第十四話【睡眠】
レストランの厨房に少女が一人、少年が一人居る。
少女は頭を抱え、唸り声を上げている。
「黙れ…!音を立てたらバレる…!」
少年の怒りを募らせるばかりで、少女は黙らない。
(目的は達成したんだ!もうコイツに用は無い…!)
厨房にあったナイフを少女の首へ突き刺す。
少女は少年の腕を両手で掴み、押し返そうとする。
「最後くらい黙って死ね…!」
少女の腕が少年から離れ、少女は床へと倒れ込む。
(アイツを殺さないと。俺が…!)
厨房に一人の男が入ってくる。
男は少年に刀を突き付け、目的は何だと問う。
「待て!取り引きをしないか?良い取り引きを!」
少年は男に乞う。
少女の亡骸を見せ、たった今裏切ったんだと告げる。
「俺は間違ってた!こんな奴らと一緒にいるんじゃなかった!!」
ゆっくりと男に近づく。
男が刀を動かすと直ぐに止まり、また命乞いを始める。
「なあそうだろ!?あんたは正義のヒーローだ!降伏した敵を殺そうってのか!?」
近づくな。動くな。聞いているのはこっちだ。男は刀を動かす。
「仲良くやりたいんだよ!俺は!あんたと!!」
少年は男の腕を掴む。
「夢の中でな。」
男は直ぐに少年を斬るが、少年は霞となって消えて行く。
「ここは夢の中だ。何でも出来る。」
少年は手を広げる。
厨房も建物自体も、広場も街も太陽も全て消え、真っ白な空間が現れる。
「お前を殺すことだってな。」
少年は指を弾く。
男を囲う様にして無数の拳銃が現れる。
銃口は男に向けられ、無数の弾丸が浴びせられる。
「音が無いだろ?これが夢だ。」
無数に放たれる弾丸は、男の直前で地に落ちる。
男の周りを風が踊っている。
「夢の中で死んだらどうなると思う?答えを見せてやるよ。お前を殺してな。」
少年は真上へ手を翳す。
「おっといけない。

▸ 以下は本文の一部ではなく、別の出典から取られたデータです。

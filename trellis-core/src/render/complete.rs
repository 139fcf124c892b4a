//! Complete step: build detached host objects and bubble effect flags.

use super::RenderContext;
use crate::fiber::{FiberArena, Flags, NodeId, StateNode, WorkTag};
use crate::host::{HostConfig, InstanceId};

/// Finish `wip` once all of its children are complete.
pub(crate) fn complete_work(cx: &mut RenderContext<'_>, wip: NodeId) {
    let node = &cx.arena[wip];
    let committed = node
        .alternate
        .filter(|_| node.state_node.instance().is_some());

    let tag = node.tag;

    match tag {
        WorkTag::HostElement => match committed {
            Some(current) => {
                let unchanged = cx.arena[current]
                    .memoized_props
                    .as_ref()
                    .is_some_and(|old| old.same_attributes(&cx.arena[wip].pending_props));
                if !unchanged {
                    cx.arena[wip].flags |= Flags::UPDATE;
                }
            }
            None => {
                let Some(type_name) = node.type_name().map(str::to_owned) else {
                    tracing::warn!(node = ?wip, "host element without a type name");
                    bubble_properties(&mut *cx.arena, wip);
                    return;
                };
                let props = node.pending_props.clone();
                let instance = cx.host.create_instance(&type_name);
                append_all_children(&*cx.arena, &mut *cx.host, instance, wip);
                cx.host.attach_props(instance, &props);
                cx.arena[wip].state_node = StateNode::Host(instance);
            }
        },
        WorkTag::HostText => {
            let content = node.pending_props.content().unwrap_or_default().to_owned();
            match committed {
                Some(current) => {
                    let old = cx.arena[current]
                        .memoized_props
                        .as_ref()
                        .and_then(|props| props.content());
                    if old != Some(content.as_str()) {
                        cx.arena[wip].flags |= Flags::UPDATE;
                    }
                }
                None => {
                    let instance = cx.host.create_text_instance(&content);
                    cx.arena[wip].state_node = StateNode::Host(instance);
                }
            }
        }
        WorkTag::Root | WorkTag::FunctionComponent | WorkTag::Fragment => {}
    }

    bubble_properties(&mut *cx.arena, wip);
}

/// Append the top-level host objects below `wip` to `parent`, looking
/// through wrapper nodes.
fn append_all_children(
    arena: &FiberArena,
    host: &mut dyn HostConfig,
    parent: InstanceId,
    wip: NodeId,
) {
    let mut next = arena[wip].child;
    'outer: while let Some(id) = next {
        let node = &arena[id];
        if node.tag.is_host() {
            if let Some(instance) = node.state_node.instance() {
                host.append_child(parent, instance);
            }
        } else if let Some(child) = node.child {
            next = Some(child);
            continue;
        }

        let mut cursor = id;
        loop {
            if let Some(sibling) = arena[cursor].sibling {
                next = Some(sibling);
                continue 'outer;
            }
            match arena[cursor].parent {
                Some(parent) if parent != wip => cursor = parent,
                _ => break 'outer,
            }
        }
    }
}

/// Merge every child's flags into `wip.subtree_flags`, together with its own.
pub(crate) fn bubble_properties(arena: &mut FiberArena, wip: NodeId) {
    let mut subtree = arena[wip].flags;
    let mut next = arena[wip].child;
    while let Some(child) = next {
        let node = &mut arena[child];
        subtree |= node.flags | node.subtree_flags;
        node.parent = Some(wip);
        next = node.sibling;
    }
    arena[wip].subtree_flags |= subtree;
}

それじゃ、死ぬお前には分からない、か。」
少年が手を振り下ろすと、直径20m程の隕石が現れる。
「これは斬れるか?」
男は刀を右に出し、そのまま両手で握ると、体をねじる様な姿勢をとる。
男が刀を振ると無数の刃が隕石を斬り刻み、隕石は消失する。
(このおっさん、俺の力を分かっているのか?)
少年は男を睨みつける。
(いや違うな、分かってない。現実でこの強さなんだ。)
(だが所詮は人間。俺の力には届かない!)
少年は両手を大きく広げ、自身の背後から水の塊を出現させる。
大海は全てを押し流さんとする。
「俺の勝ちだ!!!」
男は深呼吸をし、頭上で刀を両手に握り構える。
水壁は男の目の前に迫っている。
「………??」
振り下ろした刀は、少年の体を二つに分けていた。
レストランの厨房には、男が一人立って居た。